Segment Open

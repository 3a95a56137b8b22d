use actix_web::{web, HttpResponse};

use fa_core::repositories::{RevocationCache, UserRepository};

use crate::app::AppState;
use crate::dto::LogoutResponse;

/// Handler for POST /api/v1/auth/logout
///
/// Expires both token cookies on the client. Tokens already copied
/// elsewhere stay valid until they expire or are revoked.
pub async fn logout<U, C>(state: web::Data<AppState<U, C>>) -> HttpResponse
where
    U: UserRepository + 'static,
    C: RevocationCache + 'static,
{
    let mut response = HttpResponse::Ok();
    state.cookies.clear(&mut response);
    response.json(LogoutResponse {
        message: "Logged out successfully".to_string(),
    })
}
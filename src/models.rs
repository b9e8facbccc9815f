use std::fmt;

#[derive(Clone, Copy, Debug, PartialEq, Eq, Hash, PartialOrd, Ord)]
pub struct CellId(pub usize);

#[derive(Clone, Copy, Debug, PartialEq, Eq, Hash, PartialOrd, Ord)]
pub struct TargetId(pub usize);

impl fmt::Display for CellId {
    fn fmt(&self, f: &mut fmt::Formatter<'_>) -> fmt::Result {
        write!(f, "cell#{}", self.0)
    }
}

impl fmt::Display for TargetId {
    fn fmt(&self, f: &mut fmt::Formatter<'_>) -> fmt::Result {
        write!(f, "target#{}", self.0)
    }
}

pub const DEFAULT_IMAGE_MIME: &str = "image/png";

/// Image bytes as returned by the service, still base64 encoded.
#[derive(Clone, Debug, PartialEq, Eq)]
pub struct ImagePayload {
    pub mime_type: String,
    pub data: String,
}

impl ImagePayload {
    #[cfg(test)]
    pub fn data_uri(&self) -> String {
        format!("data:{};base64,{}", self.mime_type, self.data)
    }
}

#[derive(Clone, Debug, PartialEq, Eq)]
pub enum MediaStatus {
    Pending,
    Ready(ImagePayload),
    Failed,
}

impl MediaStatus {
    pub fn is_pending(&self) -> bool {
        matches!(self, MediaStatus::Pending)
    }
}
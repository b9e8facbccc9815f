//! Error types shared by the media and reveal subsystems.
//!
//! Generation failures never leave a cell: they are folded into the
//! `Failed` state and logged. Reveal errors only guard misuse of the
//! coordinator lifecycle.

use std::time::Duration;

/// Why a generation request produced no usable image.
#[derive(Debug, thiserror::Error)]
pub enum GenerationError {
    /// Network or TLS failure talking to the service
    #[error("transport failed: {0}")]
    Transport(#[from] reqwest::Error),

    /// Service answered with a non-success status
    #[error("service returned {status}: {body}")]
    Status {
        /// HTTP status code
        status: u16,
        /// Response body, trimmed
        body: String,
    },

    /// Response body did not match the expected shape
    #[error("malformed response: {0}")]
    Malformed(String),

    /// Response parsed but no part carried inline image data
    #[error("response contained no inline image data")]
    NoImageData,

    /// Request did not resolve within the configured bound
    #[error("no response after {0:?}")]
    TimedOut(Duration),

    /// No API key configured
    #[error("no Gemini API key configured")]
    MissingApiKey,

    /// Generation disabled for this session
    #[error("generation disabled (offline mode)")]
    Offline,
}

impl From<serde_json::Error> for GenerationError {
    fn from(err: serde_json::Error) -> Self {
        Self::Malformed(err.to_string())
    }
}

/// Misuse of the reveal coordinator lifecycle.
#[derive(Debug, Clone, PartialEq, Eq, thiserror::Error)]
pub enum RevealError {
    /// `register` after `teardown`
    #[error("reveal coordinator already torn down")]
    TornDown,
}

Segment Closed

ASSIGNMENT | Could you write out exactly the lines above, starting at the first one and ending with the line that has "pub fn data_uri(&self)"?

TASK RESPONSE |
repository 3a95a56137b8b22d
use actix_web::{web, HttpResponse};

use fa_core::repositories::{RevocationCache, UserRepository};

use crate::app::AppState;
use crate::dto::LogoutResponse;

/// Handler for POST /api/v1/auth/logout
///
/// Expires both token cookies on the client. Tokens already copied
/// elsewhere stay valid until they expire or are revoked.
pub async fn logout<U, C>(state: web::Data<AppState<U, C>>) -> HttpResponse
where
    U: UserRepository + 'static,
    C: RevocationCache + 'static,
{
    let mut response = HttpResponse::Ok();
    state.cookies.clear(&mut response);
    response.json(LogoutResponse {
        message: "Logged out successfully".to_string(),
    })
}
filename src/models.rs
repository b9e8facbccc9815f
use std::fmt;

#[derive(Clone, Copy, Debug, PartialEq, Eq, Hash, PartialOrd, Ord)]
pub struct CellId(pub usize);

#[derive(Clone, Copy, Debug, PartialEq, Eq, Hash, PartialOrd, Ord)]
pub struct TargetId(pub usize);

impl fmt::Display for CellId {
    fn fmt(&self, f: &mut fmt::Formatter<'_>) -> fmt::Result {
        write!(f, "cell#{}", self.0)
    }
}

impl fmt::Display for TargetId {
    fn fmt(&self, f: &mut fmt::Formatter<'_>) -> fmt::Result {
        write!(f, "target#{}", self.0)
    }
}

pub const DEFAULT_IMAGE_MIME: &str = "image/png";

/// Image bytes as returned by the service, still base64 encoded.
#[derive(Clone, Debug, PartialEq, Eq)]
pub struct ImagePayload {
    pub mime_type: String,
    pub data: String,
}

impl ImagePayload {
    #[cfg(test)]
    pub fn data_uri(&self) -> String {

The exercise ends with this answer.